Stored items:
****************

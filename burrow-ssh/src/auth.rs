//! Authentication material for the SSH transport.
//!
//! Password and/or private-key authentication. The key is loaded from disk
//! on every dial so a rotated key file is picked up on reconnect.

use std::path::{Path, PathBuf};
use std::sync::Arc;

use russh::client::Handle;

use crate::client::SessionHandler;
use crate::error::SshError;

// ---------------------------------------------------------------------------
// AuthConfig
// ---------------------------------------------------------------------------

/// Credentials used for every (re)connect. Immutable once built.
#[derive(Clone)]
pub struct AuthConfig {
    // ---
    pub user: String,
    pub password: Option<String>,
    pub key_path: Option<PathBuf>,
}

// ---

impl std::fmt::Debug for AuthConfig {
    fn fmt(&self, f: &mut std::fmt::Formatter<'_>) -> std::fmt::Result {
        // ---
        f.debug_struct("AuthConfig")
            .field("user", &self.user)
            .field("password", &self.password.as_ref().map(|_| "<redacted>"))
            .field("key_path", &self.key_path)
            .finish()
    }
}

// ---

impl AuthConfig {
    // ---
    pub fn new(user: impl Into<String>) -> Self {
        // ---
        Self {
            user: user.into(),
            password: None,
            key_path: None,
        }
    }

    // ---

    pub fn with_password(mut self, password: impl Into<String>) -> Self {
        self.password = Some(password.into());
        self
    }

    // ---

    /// Private key file. A leading `~/` is expanded against `$HOME`.
    pub fn with_key_path(mut self, path: impl AsRef<str>) -> Self {
        self.key_path = Some(expand_home(path.as_ref()));
        self
    }

    // ---

    /// Authenticate `handle`, trying the key first and the password second.
    pub(crate) async fn authenticate(
        &self,
        handle: &mut Handle<SessionHandler>,
    ) -> Result<(), SshError> {
        // ---
        if self.key_path.is_none() && self.password.is_none() {
            return Err(SshError::NoCredentials);
        }

        if let Some(path) = &self.key_path {
            let key = load_key(path)?;
            if handle.authenticate_publickey(&self.user, key).await? {
                tracing::debug!(user = %self.user, "authenticated with private key");
                return Ok(());
            }
            tracing::debug!(user = %self.user, key = %path.display(), "private key rejected");
        }

        if let Some(password) = &self.password {
            if handle.authenticate_password(&self.user, password).await? {
                tracing::debug!(user = %self.user, "authenticated with password");
                return Ok(());
            }
        }

        Err(SshError::AuthRejected {
            user: self.user.clone(),
        })
    }
}

// ---------------------------------------------------------------------------
// Helpers
// ---------------------------------------------------------------------------

fn load_key(path: &Path) -> Result<Arc<russh_keys::key::KeyPair>, SshError> {
    // ---
    let key = russh_keys::load_secret_key(path, None)?;
    Ok(Arc::new(key))
}

// ---

/// Expand a leading `~/` (or a bare `~`) to the user's home directory.
/// Paths without one, or hosts without `$HOME`, are returned as given.
pub(crate) fn expand_home(path: &str) -> PathBuf {
    // ---
    let home = std::env::var_os("HOME").map(PathBuf::from);
    match (path, home) {
        ("~", Some(home)) => home,
        (p, Some(home)) if p.starts_with("~/") => home.join(&p[2..]),
        (p, _) => PathBuf::from(p),
    }
}

// ---------------------------------------------------------------------------
// Tests
// ---------------------------------------------------------------------------
//! Local proxy front-ends and the tunnel dialer they share.
//!
//! Front-ends never retry: [`TunnelDialer::dial`] is one call into
//! [`SessionManager::open_stream`](super::SessionManager::open_stream), which
//! already owns every retry and reconnect decision.

pub mod http;
pub mod socks;

use std::net::IpAddr;
use std::sync::Arc;
use std::time::Duration;

// ---

use thiserror::Error;
use tokio::io::{AsyncRead, AsyncWrite};
use tokio_util::sync::CancellationToken;

// ---

use burrow_domain::Target;

use super::{
    // ---
    ByteCounter,
    ChannelStream,
    ConnTracker,
    IdleTimeout,
    SessionError,
    SessionManager,
    TrafficCounters,
};

/// Bound on one upstream open, admission wait included.
pub const UPSTREAM_TIMEOUT: Duration = Duration::from_secs(15);

/// Tunneled connections with no traffic for this long are closed.
pub const IDLE_TIMEOUT: Duration = Duration::from_secs(30);

/// Hard cap on one relayed session.
pub const SESSION_LIFETIME: Duration = Duration::from_secs(60 * 60);

/// A stream with the full decorator chain applied.
pub type TunneledConn = ConnTracker<ByteCounter<IdleTimeout<ChannelStream>>>;

// ---------------------------------------------------------------------------
// DialError
// ---------------------------------------------------------------------------

#[derive(Debug, Error)]
pub enum DialError {
    // ---
    #[error("IPv6 target rejected by policy")]
    Ipv6Rejected,

    #[error("upstream open timed out after {0:?}")]
    Timeout(Duration),

    #[error(transparent)]
    Session(#[from] SessionError),
}

// ---------------------------------------------------------------------------
// TunnelDialer
// ---------------------------------------------------------------------------

pub struct TunnelDialer {
    // ---
    session: Arc<SessionManager>,
    counters: Arc<TrafficCounters>,
    allow_v6: bool,
    upstream_timeout: Duration,
    idle_timeout: Duration,
    shutdown: CancellationToken,
}

// ---

impl TunnelDialer {
    // ---
    pub fn new(
        session: Arc<SessionManager>,
        counters: Arc<TrafficCounters>,
        allow_v6: bool,
        shutdown: CancellationToken,
    ) -> Self {
        // ---
        Self {
            session,
            counters,
            allow_v6,
            upstream_timeout: UPSTREAM_TIMEOUT,
            idle_timeout: IDLE_TIMEOUT,
            shutdown,
        }
    }

    // ---

    pub fn with_timeouts(mut self, upstream: Duration, idle: Duration) -> Self {
        self.upstream_timeout = upstream;
        self.idle_timeout = idle;
        self
    }

    // ---

    /// Open a decorated stream to `dest`.
    pub async fn dial(&self, dest: &Target) -> Result<TunneledConn, DialError> {
        // ---
        if rejects_ipv6(dest, self.allow_v6) {
            return Err(DialError::Ipv6Rejected);
        }

        let cancel = self.shutdown.child_token();
        let open = self.session.open_stream(&cancel, "tcp", dest);
        let stream = match tokio::time::timeout(self.upstream_timeout, open).await {
            Ok(res) => res?,
            Err(_) => return Err(DialError::Timeout(self.upstream_timeout)),
        };

        let idle = IdleTimeout::new(stream, self.idle_timeout);
        let counted = ByteCounter::new(idle, Arc::clone(&self.counters));
        Ok(ConnTracker::new(counted, Arc::clone(&self.counters)))
    }
}

// ---------------------------------------------------------------------------
// Helpers
// ---------------------------------------------------------------------------

/// `true` when `dest` is an IPv6 literal and IPv6 is not allowed.
/// IPv4-mapped addresses count as IPv4; host names are never rejected here.
pub fn rejects_ipv6(dest: &Target, allow_v6: bool) -> bool {
    // ---
    if allow_v6 {
        return false;
    }
    match dest.ip() {
        Some(IpAddr::V6(v6)) => v6.to_ipv4_mapped().is_none(),
        _ => false,
    }
}

// ---

/// Copy both ways until either side closes or [`SESSION_LIFETIME`] ends.
pub(crate) async fn relay<A, B>(client: &mut A, upstream: &mut B, lifetime: Duration)
where
    A: AsyncRead + AsyncWrite + Unpin,
    B: AsyncRead + AsyncWrite + Unpin,
{
    // ---
    match tokio::time::timeout(lifetime, tokio::io::copy_bidirectional(client, upstream)).await {
        Ok(Ok((up, down))) => tracing::trace!(up, down, "relay finished"),
        Ok(Err(e)) => tracing::debug!("relay ended: {e}"),
        Err(_) => tracing::debug!(?lifetime, "relay lifetime reached"),
    }
}

// ---------------------------------------------------------------------------
// Tests
// ---------------------------------------------------------------------------

#[cfg(test)]
pub(crate) mod tests {
    // ---
    use std::sync::Arc;

    use tokio::io::{AsyncReadExt, AsyncWriteExt};
    use tokio_util::sync::CancellationToken;

    use burrow_domain::{Target, TunnelTransport};
    use burrow_link_sim::{SimConfig, SimTransport};

    use super::super::{SessionManager, SessionOptions, TrafficCounters};
    use super::{rejects_ipv6, DialError, TunnelDialer};

    // ---

    /// Dialer over a simulated echo transport, for front-end tests.
    pub(crate) async fn sim_dialer() -> (Arc<TunnelDialer>, Arc<TrafficCounters>) {
        // ---
        let transport: Arc<dyn TunnelTransport> =
            Arc::new(SimTransport::new(SimConfig::unlimited()));
        let sm = SessionManager::connect(Target::new("sim", 22), transport, SessionOptions::default())
            .await
            .unwrap();
        let counters = TrafficCounters::new();
        let dialer = TunnelDialer::new(sm, counters.clone(), false, CancellationToken::new());
        (Arc::new(dialer), counters)
    }

    // ---

    #[test]
    fn ipv6_policy() {
        // ---
        let v6 = Target::new("2001:db8::1", 443);
        let mapped = Target::new("::ffff:10.0.0.1", 443);
        let v4 = Target::new("10.0.0.1", 443);
        let name = Target::new("example.com", 443);

        assert!(rejects_ipv6(&v6, false));
        assert!(!rejects_ipv6(&v6, true));
        assert!(!rejects_ipv6(&mapped, false));
        assert!(!rejects_ipv6(&v4, false));
        assert!(!rejects_ipv6(&name, false));
    }

    // ---

    #[tokio::test]
    async fn dial_applies_policy_and_decorators() {
        // ---
        let (dialer, counters) = sim_dialer().await;

        let err = dialer.dial(&Target::new("::1", 80)).await.err().unwrap();
        assert!(matches!(err, DialError::Ipv6Rejected));

        let mut conn = dialer.dial(&Target::new("example.com", 80)).await.unwrap();
        assert_eq!(counters.open_conns(), 1);

        conn.write_all(b"ping").await.unwrap();
        let mut buf = [0u8; 4];
        conn.read_exact(&mut buf).await.unwrap();
        assert_eq!(&buf, b"ping");
        assert_eq!(counters.swap_bytes(), 8);

        drop(conn);
        assert_eq!(counters.open_conns(), 0);
    }
}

****************

Exercise directions
Count the lines of the records that include the word "PathBuf". Give the number by itself.

Result of this task
5